Location
- State: Michigan

Physical characteristics
- • location: Gwinn
- Mouth: Lake Michigan
- Length: 52.2 miles (84.0 km)
- Basin size: 924 mi^{2} (2,390 km^{2})
- • average: 676 cu ft/s (19.1 m^{3}/s)

Basin features
- Cities: Escanaba Gwinn

= Escanaba River =

River in Michigan, US

The Escanaba River (/ˌɛskəˈnɑːbə/ ES-kə-NAH-bə) is a 52.2 mi river in the Upper Peninsula of the U.S. state of Michigan. The name of the river and the community of Escanaba, Michigan, at its mouth were derived from an Ojibwa (Chippewa) word meaning “flat rock".

It is a wide river that cuts into limestone beds. The water has a brown to orange color due to the presence of iron deposits in the surrounding area. The river supports brook, brown and some rainbow trout along with warmwater species in the impoundments. The river is known for its pools and rapids, and the upper river is rocky and scenic.

The watershed is one of the largest watersheds in the Upper Peninsula totaling 924 square miles and has 508 miles of streams that flow year-round. The watershed starts in west central Marquette County, north of Lake Michigan, and flows southeast. From the Delta County line, the river runs south to its mouth at Lake Michigan at , at Little Bay de Noc.

==Branches==
The Escanaba River has three major branches: the East branch, West branch, and Middle branch. The East Branch and the Middle Branch converge in Gwinn to form the main stem.
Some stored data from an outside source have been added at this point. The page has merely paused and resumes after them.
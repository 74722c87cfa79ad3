//! Module for parsing and representing single-machine scheduling instances.
//!
//! An instance file starts with the number of jobs, followed by one
//! `processing_time weight due_time` record per job. Jobs are numbered by
//! their position in the file, starting at 0.

use crate::error::{Result, SchedError};
use serde::{Deserialize, Serialize};
use std::fs;
use std::path::Path;

/// Time unit of the machine.
pub type SchedTime = i64;
/// Weighted tardiness.
pub type Cost = i64;

/// A job to be processed on the single machine.
#[derive(Debug, Clone, Copy, PartialEq, Eq, Serialize, Deserialize)]
pub struct Job {
    /// Position of the job in the input order
    pub no: usize,
    /// Processing time (non-negative)
    pub processing_time: SchedTime,
    /// Tardiness weight (non-negative)
    pub weight: i64,
    /// Due time, may be exceeded
    pub due_time: SchedTime,
}

impl Default for Job {
    fn default() -> Self {
        Job {
            no: 0,
            processing_time: 0,
            weight: 1,
            due_time: 0,
        }
    }
}

impl Job {
    pub fn new(processing_time: SchedTime, weight: i64, due_time: SchedTime) -> Self {
        Job {
            no: 0,
            processing_time,
            weight,
            due_time,
        }
    }

    /// Signed lateness when the job starts at `start_time` (negative when early).
    #[inline]
    pub fn get_sdelay(&self, start_time: SchedTime) -> SchedTime {
        start_time + self.processing_time - self.due_time
    }

    /// Tardiness when the job starts at `start_time`.
    #[inline]
    pub fn get_delay(&self, start_time: SchedTime) -> SchedTime {
        self.get_sdelay(start_time).max(0)
    }

    #[inline]
    pub fn get_cost(&self, start_time: SchedTime) -> Cost {
        self.weight * self.get_delay(start_time)
    }
}

/// A complete set of jobs, shared read-only by every search.
#[derive(Debug, Clone, Serialize, Deserialize)]
pub struct Instance {
    /// Name of the instance (file stem when loaded from disk)
    pub name: String,
    /// Jobs in input order; `jobs[i].no == i`
    pub jobs: Vec<Job>,
}

impl Instance {
    /// Build an instance from jobs in input order, renumbering them.
    pub fn new(name: &str, jobs: Vec<Job>) -> Self {
        let jobs = jobs
            .into_iter()
            .enumerate()
            .map(|(no, job)| Job { no, ..job })
            .collect();
        Instance {
            name: name.to_string(),
            jobs,
        }
    }

    /// Parse an instance file.
    pub fn from_file<P: AsRef<Path>>(path: P) -> Result<Self> {
        let content = fs::read_to_string(&path)?;
        let name = path
            .as_ref()
            .file_stem()
            .map(|s| s.to_string_lossy().to_string())
            .unwrap_or_default();
        Self::parse(&name, &content)
    }

    /// Parse the textual instance format.
    pub fn parse(name: &str, content: &str) -> Result<Self> {
        let mut tokens = content.lines().enumerate().flat_map(|(line_no, line)| {
            line.split_whitespace().map(move |tok| (line_no + 1, tok))
        });

        let (line, count_tok) = tokens.next().ok_or(SchedError::Parse {
            line: 1,
            message: "missing job count".to_string(),
        })?;
        let count: usize = count_tok.parse().map_err(|_| SchedError::Parse {
            line,
            message: format!("invalid job count '{}'", count_tok),
        })?;

        let mut jobs = Vec::with_capacity(count);
        let mut last_line = line;
        for no in 0..count {
            let mut field = |what: &str| -> Result<i64> {
                let (line, tok) = tokens.next().ok_or_else(|| SchedError::Parse {
                    line: last_line,
                    message: format!("job {}: missing {}", no, what),
                })?;
                last_line = line;
                tok.parse::<i64>().map_err(|_| SchedError::Parse {
                    line,
                    message: format!("job {}: invalid {} '{}'", no, what, tok),
                })
            };

            let processing_time = field("processing time")?;
            let weight = field("weight")?;
            let due_time = field("due time")?;

            if processing_time < 0 || weight < 0 {
                return Err(SchedError::Parse {
                    line: last_line,
                    message: format!("job {}: processing time and weight must be non-negative", no),
                });
            }

            jobs.push(Job {
                no,
                processing_time,
                weight,
                due_time,
            });
        }

        log::debug!("Parsed instance {} with {} jobs", name, jobs.len());

        Ok(Instance {
            name: name.to_string(),
            jobs,
        })
    }

    #[inline]
    pub fn num_jobs(&self) -> usize {
        self.jobs.len()
    }

    /// Total weighted tardiness of `schedule`.
    ///
    /// Fails with [`SchedError::InvalidSchedule`] unless `schedule` is a
    /// permutation of `0..num_jobs()`.
    pub fn evaluate(&self, schedule: &[usize]) -> Result<Cost> {
        let n = self.jobs.len();
        let mut seen = vec![false; n];
        let mut unique = 0;
        for &no in schedule {
            if no < n && !seen[no] {
                seen[no] = true;
                unique += 1;
            }
        }
        if schedule.len() != n || unique != n {
            return Err(SchedError::InvalidSchedule {
                jobs: n,
                unique,
                len: schedule.len(),
            });
        }

        Ok(self.evaluate_unchecked(schedule))
    }

    /// Same walk as [`Instance::evaluate`] without the permutation check.
    ///
    /// Callers must guarantee `schedule` is a permutation, which every
    /// neighbor produced from a valid schedule is.
    pub fn evaluate_unchecked(&self, schedule: &[usize]) -> Cost {
        let mut cost: Cost = 0;
        let mut curr_time: SchedTime = 0;
        for &no in schedule {
            let job = &self.jobs[no];
            cost += job.get_cost(curr_time);
            curr_time += job.processing_time;
        }
        cost
    }

    /// Completion time of every position of `schedule`.
    pub fn completion_times(&self, schedule: &[usize]) -> Vec<SchedTime> {
        schedule
            .iter()
            .scan(0, |time, &no| {
                *time += self.jobs[no].processing_time;
                Some(*time)
            })
            .collect()
    }

    pub fn total_processing_time(&self) -> SchedTime {
        self.jobs.iter().map(|j| j.processing_time).sum()
    }

    /// Get descriptive statistics of the instance
    pub fn statistics(&self) -> InstanceStatistics {
        let n = self.jobs.len();
        let total_processing_time = self.total_processing_time();
        let total_weight = self.jobs.iter().map(|j| j.weight).sum();
        let min_due = self.jobs.iter().map(|j| j.due_time).min().unwrap_or(0);
        let max_due = self.jobs.iter().map(|j| j.due_time).max().unwrap_or(0);
        let avg_processing_time = if n > 0 {
            total_processing_time as f64 / n as f64
        } else {
            0.0
        };
        let always_late = self.jobs.iter().filter(|j| j.get_sdelay(0) > 0).count();
        let late_at_end = self
            .jobs
            .iter()
            .filter(|j| j.due_time < total_processing_time)
            .count();

        InstanceStatistics {
            name: self.name.clone(),
            num_jobs: n,
            total_processing_time,
            avg_processing_time,
            total_weight,
            min_due,
            max_due,
            always_late,
            late_at_end,
        }
    }
}

/// Descriptive statistics for an instance
#[derive(Debug, Clone, Serialize, Deserialize)]
pub struct InstanceStatistics {
    pub name: String,
    pub num_jobs: usize,
    pub total_processing_time: SchedTime,
    pub avg_processing_time: f64,
    pub total_weight: i64,
    pub min_due: SchedTime,
    pub max_due: SchedTime,
    /// Jobs late even when scheduled first
    pub always_late: usize,
    /// Jobs whose due time is before the makespan
    pub late_at_end: usize,
}

impl std::fmt::Display for InstanceStatistics {
    fn fmt(&self, f: &mut std::fmt::Formatter<'_>) -> std::fmt::Result {
        writeln!(f, "Instance: {}", self.name)?;
        writeln!(f, "  Jobs: {}", self.num_jobs)?;
        writeln!(f, "  Makespan: {}", self.total_processing_time)?;
        writeln!(f, "  Avg processing time: {:.2}", self.avg_processing_time)?;
        writeln!(f, "  Total weight: {}", self.total_weight)?;
        writeln!(f, "  Due times: [{}, {}]", self.min_due, self.max_due)?;
        writeln!(f, "  Late even if first: {}", self.always_late)?;
        write!(f, "  Due before makespan: {}", self.late_at_end)
    }
}

#[cfg(test)]
mod tests {
    use super::*;

    fn small_instance() -> Instance {
        Instance::new(
            "small",
            vec![Job::new(2, 1, 2), Job::new(1, 2, 1), Job::new(3, 1, 10)],
        )
    }

    #[test]
    fn test_job_delay_and_cost() {
        let job = Job::new(3, 2, 5);
        assert_eq!(job.get_sdelay(0), -2);
        assert_eq!(job.get_delay(0), 0);
        assert_eq!(job.get_delay(4), 2);
        assert_eq!(job.get_cost(4), 4);
    }

    #[test]
    fn test_default_weight_is_one() {
        assert_eq!(Job::default().weight, 1);
    }

    #[test]
    fn test_evaluate_example() {
        let instance = small_instance();
        assert_eq!(instance.evaluate(&[0, 1, 2]).unwrap(), 4);
        assert_eq!(instance.completion_times(&[0, 1, 2]), vec![2, 3, 6]);
    }

    #[test]
    fn test_evaluate_other_order() {
        let instance = small_instance();
        // 1 completes at 1 (on time), 0 at 3 (late 1), 2 at 6 (on time)
        assert_eq!(instance.evaluate(&[1, 0, 2]).unwrap(), 1);
    }

    #[test]
    fn test_evaluate_rejects_duplicates() {
        let instance = small_instance();
        let err = instance.evaluate(&[0, 0, 2]).unwrap_err();
        assert!(matches!(
            err,
            SchedError::InvalidSchedule { jobs: 3, unique: 2, len: 3 }
        ));
    }

    #[test]
    fn test_evaluate_rejects_size_mismatch() {
        let instance = small_instance();
        assert!(instance.evaluate(&[0, 1]).is_err());
        assert!(instance.evaluate(&[0, 1, 2, 0]).is_err());
        assert!(instance.evaluate(&[0, 1, 7]).is_err());
    }

    #[test]
    fn test_parse_instance() {
        let content = "3\n2 1 2\n1 2 1\n3 1 10\n";
        let instance = Instance::parse("test", content).unwrap();
        assert_eq!(instance.num_jobs(), 3);
        assert_eq!(instance.jobs[1], Job { no: 1, processing_time: 1, weight: 2, due_time: 1 });
        assert_eq!(instance.evaluate(&[0, 1, 2]).unwrap(), 4);
    }

    #[test]
    fn test_parse_tolerates_layout() {
        let content = "2 4 1\n 7\n\n5 3 -2";
        let instance = Instance::parse("test", content).unwrap();
        assert_eq!(instance.jobs[0].due_time, 7);
        assert_eq!(instance.jobs[1].due_time, -2);
    }

    #[test]
    fn test_parse_errors() {
        assert!(Instance::parse("empty", "").is_err());
        assert!(Instance::parse("short", "2\n1 1 1\n").is_err());
        assert!(Instance::parse("garbage", "1\n1 x 1\n").is_err());
        assert!(Instance::parse("negative", "1\n-1 1 1\n").is_err());
    }

    #[test]
    fn test_parse_error_lines() {
        let line_of = |content: &str| match Instance::parse("bad", content) {
            Err(SchedError::Parse { line, .. }) => line,
            other => panic!("expected parse error, got {:?}", other),
        };
        assert_eq!(line_of("2\n1 1 1\n"), 2);
        assert_eq!(line_of("2\n1 1 1\n4 2\n"), 3);
        assert_eq!(line_of("2\n1 1 1\n\n2 -3 1\n"), 4);
        assert_eq!(line_of("1\n1 x 1\n"), 2);
    }

    #[test]
    fn test_statistics() {
        let stats = small_instance().statistics();
        assert_eq!(stats.num_jobs, 3);
        assert_eq!(stats.total_processing_time, 6);
        assert_eq!(stats.always_late, 0);
        assert_eq!(stats.late_at_end, 2);
    }
}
The East branch is located in Marquette County and has a length of 13 miles, flowing through Michigamme State Forest and Escanaba River State Forest. The riverbed is sandy rather than rocky. Tributaries include Warner Creek, Schweitzer Creek, and Goose Lake.

The 29-mile-long West branch flows through Dickinson County and Marquette County and joins the main stem between Boney Falls and Gwinn. Tributaries include Flatrock Creek, Whiskey Creek, Wildwest Creek, and McGregor Creek, all of which join Schwartz Creek before connecting to the West branch. The smaller North branch joins the West branch to form the Big West branch, whose main tributaries are Chandler Brook and Gleason Creek. The West branch has a sandy bed interspersed with gravel.

The Middle branch is fed by waters from various lakes, most notably Brocky Lake, Wolf Lake, Log Lake, and Clear Lake. It also has the Greenwood Reservoir along its length as well as tributaries such as Bell Creek, West Branch Creek, and Black River.

==Recreation==
The Escanaba River is a popular location for recreational fishing. It is home to such fish as brook trout, brown trout, rainbow trout, northern pike, yellow perch, panfish, smelt, and walleye. Wide stretches of the East and Big West branches are especially good for fly fishing, though bait fishing is also popular here and on the main river.

Canoeing and boating are popular on the main river as well as portions of the larger branches. The Big West Branch, from the convergence of the North and West branches to the Delta County line, is mostly wide and smooth, ideal for a canoe trip. The river flows through Escanaba State Forest, which is a scenic location for camping and sightseeing.

==Dams==
There are five dams which generate electricity. Four belong to the Escanaba River Hydroelectric Project, with the first dam being built in 1907 and the second in 1910. Boney Falls Impoundment was built in 1920 by the Mead Corporation to power the company's paper mill. The Cataract Hydroelectric Project is located on the Middle branch near Gwinn, constructed in 1929 and purchased by UP Hydro, LLC in 2011.

==Literature==
In his poem The Song of Hiawatha, Henry Wadsworth Longfellow describes how Hiawatha "crossed the rushing Esconaba". John D. Voelker, writing as Robert Traver, authored fishing stories set on the Escanaba in Trout Madness.